+++ Given data
impl<N: RaftNetwork, M: StateMachine> ReplicationCore<N, M> {
    #[allow(clippy::too_many_arguments)]
    pub(self) fn spawn(
        id: ServerId,
        target: ServerId,
        term: u64,
        config: Arc<Config>,
        last_log: LogId,
        commit_index: u64,
        network: Arc<N>,
        log: Arc<Log>,
        raft_core_tx: mpsc::UnboundedSender<(ReplicaEvent<M::SnapshotData>, Span)>,
    ) -> ReplicationStream {
        let (repl_tx, repl_rx) = mpsc::unbounded_channel();
        let heartbeat_timeout = Duration::from_millis(config.heartbeat_interval);
        let install_snapshot_timeout = Duration::from_millis(config.install_snapshot_timeout);
        let max_payload_entries = config.max_payload_entries as usize;
        let this = Self {
            id,
            target,
            term,
            raft_core_tx,
            repl_rx,
            network,
            log,
            config,
            max_payload_entries,
            target_state: TargetReplState::Lagging,
            last_log_index: last_log.index,
            commit_index,
            next_index: last_log.index + 1,
            prev_log: last_log,
            matched: LogId::default(),
            failures: 0,
            replication_buffer: Vec::new(),
            outbound_buffer: Vec::new(),
            heartbeat: interval(heartbeat_timeout),
            heartbeat_timeout,
            install_snapshot_timeout,
        };
        let _handle = tokio::spawn(this.main().instrument(tracing::debug_span!("spawn")));
        ReplicationStream { repl_tx }
    }

    #[tracing::instrument(level = "trace", skip(self), fields(id = self.id, peer = self.target))]
    async fn main(mut self) {
        // Perform an initial heartbeat; it doubles as the probe establishing where the
        // peer's log stands.
        self.send_append_entries().await;

        loop {
            match &self.target_state {
                TargetReplState::LineRate => self.line_rate_loop().await,
                TargetReplState::Lagging => self.lagging_loop().await,
                TargetReplState::Snapshotting => SnapshottingState::new(&mut self).run().await,
                TargetReplState::Shutdown => return,
            }
        }
    }

    /// Send an AppendRequest to the target, processing its response.
    #[tracing::instrument(level = "trace", skip(self))]
    async fn send_append_entries(&mut self) {
        // Attempt to fill the send buffer from the replication buffer.
        if self.outbound_buffer.is_empty() {
            let repl_len = self.replication_buffer.len();
            if repl_len > 0 {
                let chunk_size = std::cmp::min(repl_len, self.max_payload_entries);
                self.outbound_buffer
                    .extend(self.replication_buffer.drain(..chunk_size).map(OutboundEntry::Arc));
            }
        }

        let payload = AppendRequest {
            term: self.term,
            leader: self.id,
            prev_log_index: self.prev_log.index,
            prev_log_term: self.prev_log.term,
            entries: self.outbound_buffer.iter().map(|entry| entry.as_ref().clone()).collect(),
            commit_index: self.commit_index,
        };

        let res = match timeout(self.heartbeat_timeout, self.network.send_append(self.target, payload)).await {
            Ok(Ok(res)) => {
                self.failures = 0;
                res
            }
            Ok(Err(err)) => {
                tracing::warn!(peer = self.target, error = %err, "error sending AppendRequest");
                self.backoff().await;
                return;
            }
            Err(_) => {
                tracing::warn!(peer = self.target, "timeout while sending AppendRequest");
                self.backoff().await;
                return;
            }
        };

        // A higher term ends this leadership; hand control back to the core.
        if res.term > self.term {
            tracing::debug!({ res.term }, "append entries failed, reverting to follower");
            let _ = self.raft_core_tx.send((
                ReplicaEvent::RevertToFollower {
                    target: self.target,
                    term: res.term,
                },
                tracing::debug_span!("CH"),
            ));
            self.target_state = TargetReplState::Shutdown;
            return;
        }

        if res.succeeded {
            let last_log_id = self.outbound_buffer.last().map(|last| last.as_ref().log_id());
            self.outbound_buffer.clear();
            match last_log_id {
                Some(log_id) => {
                    self.next_index = log_id.index + 1;
                    self.matched = log_id;
                    self.prev_log = log_id;
                }
                None => {
                    // An empty heartbeat succeeded, so the peer holds our prev entry.
                    if self.prev_log.index > self.matched.index {
                        self.matched = self.prev_log;
                    }
                }
            }
            let _ = self.raft_core_tx.send((
                ReplicaEvent::UpdateMatchIndex {
                    target: self.target,
                    matched: self.matched,
                },
                tracing::debug_span!("CH"),
            ));

            // If the peer has fallen too far behind the live feed, catch it up from
            // storage instead of buffering without bound.
            let is_lagging = self
                .last_log_index
                .checked_sub(self.matched.index)
                .map(|diff| diff > self.config.replication_lag_threshold)
                .unwrap_or(false);
            if is_lagging {
                self.target_state = TargetReplState::Lagging;
            }
            return;
        }

        // Rejected: the consistency check failed. Resume from the peer's hint (§5.3).
        self.outbound_buffer.clear();
        self.next_index = std::cmp::max(1, res.log_index);
        tracing::debug!(peer = self.target, next_index = self.next_index, "append rejected, backing off");
        if !self.refresh_prev().await {
            // The entry preceding next_index is gone; only a snapshot can help.
            self.target_state = TargetReplState::Snapshotting;
            return;
        }
        self.target_state = TargetReplState::Lagging;
    }

    /// Re-derive `prev_log` for the current `next_index`.
    ///
    /// Returns false when the preceding entry has been compacted away, in which case the
    /// peer needs a snapshot.
    async fn refresh_prev(&mut self) -> bool {
        let prev_index = self.next_index - 1;
        if prev_index == 0 {
            self.prev_log = LogId::default();
            return true;
        }
        match self.log.term_at(prev_index).await {
            Some(term) => {
                self.prev_log = LogId::new(term, prev_index);
                true
            }
            None => false,
        }
    }

    /// Sleep out the exponential transport back-off.
    async fn backoff(&mut self) {
        self.failures += 1;
        let exp = self.failures.min(5);
        let delay = std::cmp::min(BACKOFF_BASE_MS << (exp - 1), BACKOFF_MAX_MS);
        sleep(Duration::from_millis(delay)).await;
    }

    /// Fully drain the channel coming in from the leader.
    pub(self) fn drain_raft_rx(&mut self, first: RaftEvent, span: Span) {
        let mut event_opt = Some((first, span));
        let mut iters = 0;
        loop {
            // Just ensure we don't get stuck draining a REALLY hot replication feed.
            if iters > self.max_payload_entries {
                return;
            }

            let (event, span) = match event_opt.take() {
                Some(event) => event,
                None => return,
            };
            let _ent = span.enter();

            match event {
                RaftEvent::UpdateCommitIndex { commit_index } => {
                    self.commit_index = commit_index;
                }
                RaftEvent::Replicate { entry, commit_index } => {
                    self.commit_index = commit_index;
                    self.last_log_index = entry.index;
                    if self.target_state == TargetReplState::LineRate {
                        self.replication_buffer.push(entry);
                    }
                }
                RaftEvent::Terminate => {
                    self.target_state = TargetReplState::Shutdown;
                    return;
                }
            }

            if let Some(event_span) = self.repl_rx.recv().now_or_never() {
                event_opt = event_span;
            }
            iters += 1;
        }
    }

    #[tracing::instrument(level = "trace", skip(self), fields(state = "line-rate"))]
    pub async fn line_rate_loop(&mut self) {
        loop {
            if self.target_state != TargetReplState::LineRate {
                return;
            }

            // We always prioritize draining our buffers first.
            let next_buf_index = self
                .outbound_buffer
                .first()
                .map(|entry| entry.as_ref().index)
                .or_else(|| self.replication_buffer.first().map(|entry| entry.index));

            if let Some(index) = next_buf_index {
                // Bridge any gap which opened while this stream was transitioning.
                if self.next_index != index {
                    self.frontload_outbound_buffer(self.next_index, index).await;
                    if self.target_state != TargetReplState::LineRate {
                        return;
                    }
                }
                self.send_append_entries().await;
                continue;
            }

            // An empty buffer with appended entries outstanding means this stream missed
            // live Replicate events; fall back to storage.
            if self.next_index <= self.last_log_index {
                self.frontload_outbound_buffer(self.next_index, self.last_log_index + 1).await;
                if self.target_state != TargetReplState::LineRate {
                    return;
                }
                self.send_append_entries().await;
                continue;
            }

            tokio::select! {
                _ = self.heartbeat.tick() => self.send_append_entries().await,
                event_span = self.repl_rx.recv() => {
                    match event_span {
                        Some((event, span)) => self.drain_raft_rx(event, span),
                        None => self.target_state = TargetReplState::Shutdown,
                    }
                }
            }
        }
    }

    /// Pull `[start, stop)` from storage to the front of the outbound buffer.
    #[tracing::instrument(level = "trace", skip(self))]
    async fn frontload_outbound_buffer(&mut self, start: u64, stop: u64) {
        let entries = match self.log.entries(start, stop).await {
            Ok(entries) => entries,
            Err(err) => {
                tracing::error!(error = %err, "error while frontloading outbound buffer");
                let _ = self.raft_core_tx.send((ReplicaEvent::Shutdown, tracing::debug_span!("CH")));
                self.target_state = TargetReplState::Shutdown;
                return;
            }
        };
        if entries.first().map(|e| e.index) != Some(start) {
            // The range has been compacted away under us.
            self.target_state = TargetReplState::Snapshotting;
            return;
        }

        // Prepend.
        self.outbound_buffer.reverse();
        self.outbound_buffer.extend(entries.into_iter().rev().map(OutboundEntry::Raw));
        self.outbound_buffer.reverse();
    }

    #[tracing::instrument(level = "trace", skip(self), fields(state = "lagging"))]
    pub async fn lagging_loop(&mut self) {
        self.replication_buffer.clear();
        self.outbound_buffer.clear();
        loop {
            if self.target_state != TargetReplState::Lagging {
                return;
            }
            // The range we still owe the peer may already be compacted.
            if self.next_index < self.log.first_index().await {
                self.target_state = TargetReplState::Snapshotting;
                return;
            }
            if self.is_up_to_speed() {
                self.target_state = TargetReplState::LineRate;
                return;
            }

            self.prep_outbound_buffer_from_storage().await;
            if self.target_state != TargetReplState::Lagging {
                return;
            }
            self.send_append_entries().await;
            if self.is_up_to_speed() {
                self.target_state = TargetReplState::LineRate;
                return;
            }

            if let Some(Some((event, span))) = self.repl_rx.recv().now_or_never() {
                self.drain_raft_rx(event, span);
            }
        }
    }

    /// Check if this replication stream has caught up enough to ride the live feed.
    fn is_up_to_speed(&self) -> bool {
        self.next_index > self.commit_index
    }

    /// Prep the outbound buffer with the next payload of entries from storage.
    #[tracing::instrument(level = "trace", skip(self))]
    async fn prep_outbound_buffer_from_storage(&mut self) {
        if !self.outbound_buffer.is_empty() {
            return;
        }
        if !self.refresh_prev().await {
            self.target_state = TargetReplState::Snapshotting;
            return;
        }

        let available = self.last_log_index.saturating_sub(self.next_index) + 1;
        let stop = self.next_index + std::cmp::min(available, self.max_payload_entries as u64);
        let entries = match self.log.entries(self.next_index, stop).await {
            Ok(entries) => entries,
            Err(err) => {
                tracing::error!(error = %err, "error fetching logs from storage");
                let _ = self.raft_core_tx.send((ReplicaEvent::Shutdown, tracing::debug_span!("CH")));
                self.target_state = TargetReplState::Shutdown;
                return;
            }
        };
        if entries.first().map(|e| e.index) != Some(self.next_index) {
            self.target_state = TargetReplState::Snapshotting;
            return;
        }
        self.outbound_buffer.extend(entries.into_iter().map(OutboundEntry::Raw));
    }
}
++++++
§ Your goal: The reply must be a number and nothing more: the count of lines above that contain the word "OutboundEntry".

§ Task output: 3